Political Voice Broadcasting

IVR systems interactive voice response This section of our technical library presents information and documentation relating to Voice Broadcasting systems and Auto Dialer software and products, particularly how these products and services relate to political calling campaigns. The PACER and Wizard phone systems are PC based call center phone systems that are recognized as premier inbound and outbound computer telephony systems. Features such as automatic call distribution (ACD), interactive voice response (IVR) and call recording have added a new dimension to the predictive dialer and auto dialer capabilities of these systems. These computer based dialing systems can perform various types of auto dialing campaigns simultaneously. These types include Predictive Dialing, Progressive Dialing, Preview Dialing and Dial on Demand.

The following article relates to technology and political activism.

Using Cell Phones in Advocacy

Reprint: NP Action

NPAction is an online resource that provides tools and information for nonprofit advocacy. It provides a constantly updated mix of information and tools, drawn from the expertise of organizations and seasoned advocates across a wide range of advocacy activities and policy disciplines, in order to encourage greater participation by nonprofits in the policy arena.

For those who can still remember the dark ages before the Internet (and even before the fax), the telephone was one of the most important tools in an advocate's arsenal. People organized using phone trees, and organizations raised awareness of issues by calling other groups. While many of these activities have largely been replaced by email and web pages, the rise of cellular technology has given telephone organizing another breath of life. The examples of cell phone advocacy in this article demonstrate the potential this technology has for low cost, effective communications in an advocacy campaign.


As cell phones become ubiquitous, often replacing wired phones entirely (especially among younger generations), their use in organizing and advocacy has increased dramatically. In many countries, they are a primary organizing tool, especially in places where cellular technology has leapfrogged traditional telecommunications. There are an increasing number of impoverished countries that never developed a wired phone system where cell phones are becoming commonplace, even in villages that have little electricity and no hope of Internet access. In fact, the most dramatic uses of cellular technology in changing policy have not occurred in the United States or Western Europe.

First Uses

In the early stages of the cellular revolution, cell phones were basically a convenience, even when used in an advocacy context. Someone at a legislative hearing could call back to the office during a quick intermission and report on a bill, helping mobilize support or opposition early. But this is not much different than the classic scenes in old movies where reporters in fedoras run to a bank of payphones to call in a breaking news item. Use of cell phones in organizing has become more important as the popularity of cell phones increased and their associated costs have gone down. Now several advocates armed with cell phones could communicate while canvassing a neighborhood or visiting Congressional offices.

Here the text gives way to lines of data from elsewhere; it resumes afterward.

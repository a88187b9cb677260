use super::Command;
use crate::bot::telegram_client::Api;
use crate::db;
use frankenstein::ChatType;
use frankenstein::Message;

static UNKNOWN_COMMAND_PRIVATE: &str = "Unknown command. Use /help to show available commands";

static COMMAND: &str = "";

pub struct UnknownCommand {}

impl UnknownCommand {
    pub fn command() -> &'static str {
        COMMAND
    }
}

impl Command for UnknownCommand {
    fn response(&self, _db_connection: &mut db::PooledConnection, _message: &Message) -> String {
        "".to_string()
    }

    // Only private chats get a reply; in groups an unknown slash command
    // is most likely addressed to another bot. No connection is fetched
    // since the reply is static.
    fn execute(&self, api: &Api, message: &Message) {
        log::info!(
            "{} wrote: {}",
            message.chat.id,
            message.text.as_deref().unwrap_or_default()
        );

        let text = match message.chat.type_field {
            ChatType::Private => UNKNOWN_COMMAND_PRIVATE.to_string(),
            _ => "".to_string(),
        };

        if !text.is_empty() {
            self.reply_to_message(api, message, text);
        }
    }

    fn command(&self) -> &str {
        Self::command()
    }
}
use super::Command;
use crate::db;
use frankenstein::Message;

static COMMAND: &str = "/start";

pub struct Start {}

impl Start {
    pub fn command() -> &'static str {
        COMMAND
    }
}

impl Command for Start {
    fn response(&self, _db_connection: &mut db::PooledConnection, _message: &Message) -> String {
        "👋 <b>RSS & Social Monitor Bot</b>\n\n\
         I can monitor RSS feeds, X (Twitter), and YouTube channels for you.\n\n\
         <b>Commands:</b>\n\
         /add rss &lt;url&gt; - Add RSS feed\n\
         /add x &lt;username&gt; - Add X user\n\
         /del [type] &lt;name&gt; - Remove subscription\n\
         /list - List subscriptions\n\
         /set_forward - Configure forwarding\n\
         /help - Show help"
            .to_string()
    }

    fn command(&self) -> &str {
        Self::command()
    }
}
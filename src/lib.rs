pub mod bot;
pub mod config;
pub mod db;
pub mod http_client;
pub mod models;
pub mod rsshub;
pub mod schema;
pub mod sync;

pub use config::Config;
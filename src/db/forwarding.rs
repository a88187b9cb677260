use crate::db::kv;
use crate::models::{ForwardConfig, ForwardSession};
use chrono::Duration;
use diesel::result::Error;
use diesel::PgConnection;
use uuid::Uuid;

const SESSION_TTL_SECONDS: i64 = 3600;

fn config_key(chat_id: i64) -> String {
    format!("forward_config:{}", chat_id)
}

fn session_key(session_id: &str) -> String {
    format!("fwd_session:{}", session_id)
}

pub fn find_config(conn: &mut PgConnection, chat_id: i64) -> Result<Option<ForwardConfig>, Error> {
    match kv::get(conn, &config_key(chat_id))? {
        Some(data) => match serde_json::from_str(&data) {
            Ok(config) => Ok(Some(config)),
            Err(error) => {
                log::error!("Failed to parse forward config for {}: {}", chat_id, error);

                Ok(None)
            }
        },
        None => Ok(None),
    }
}

pub fn set_config(
    conn: &mut PgConnection,
    chat_id: i64,
    config: &ForwardConfig,
) -> Result<(), Error> {
    let data = serde_json::to_string(config).expect("forward config is serializable");

    kv::put(conn, &config_key(chat_id), &data)
}

pub fn delete_config(conn: &mut PgConnection, chat_id: i64) -> Result<(), Error> {
    kv::delete(conn, &config_key(chat_id))
}

/// Stores a forwarding session with a one-hour TTL and returns its id.
pub fn create_session(conn: &mut PgConnection, session: &ForwardSession) -> Result<String, Error> {
    let session_id = Uuid::new_v4().to_string();
    let data = serde_json::to_string(session).expect("forward session is serializable");

    kv::put_with_ttl(
        conn,
        &session_key(&session_id),
        &data,
        Duration::seconds(SESSION_TTL_SECONDS),
    )?;

    Ok(session_id)
}

pub fn find_session(
    conn: &mut PgConnection,
    session_id: &str,
) -> Result<Option<ForwardSession>, Error> {
    match kv::get(conn, &session_key(session_id))? {
        Some(data) => match serde_json::from_str(&data) {
            Ok(session) => Ok(Some(session)),
            Err(error) => {
                log::error!("Failed to parse forward session {}: {}", session_id, error);

                Ok(None)
            }
        },
        None => Ok(None),
    }
}

pub fn delete_session(conn: &mut PgConnection, session_id: &str) -> Result<(), Error> {
    kv::delete(conn, &session_key(session_id))
}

The first real breakthrough in using cell phones for advocacy came in organizing demonstrations, although the phones still served as glorified walkie-talkies. If even a handful of people involved in a demonstration had cell phones, information could be passed very efficiently from the leaders to the demonstrators, and vice versa.

One of the most widely reported examples of this use was the series of protests surrounding the 1999 World Trade Organization meetings in Seattle. The mostly young protesters were part of the country's most plugged-in demographic, and many of them had brought their cell phones to the protest with them. The phones were used to coordinate demonstrations, and because a critical threshold of participants had cell phones, demonstrators could react to changes in the protest plan with astonishing quickness. These protests also showed a more subversive side of using cell phones for organizing - their relative privacy. Police were not able to listen in on conversations between protest leaders and protesters on the streets, which meant protesters, were able to avoid police. Protesters were also able to speak to the press while in the thick of the protests, and if needed, call their lawyers.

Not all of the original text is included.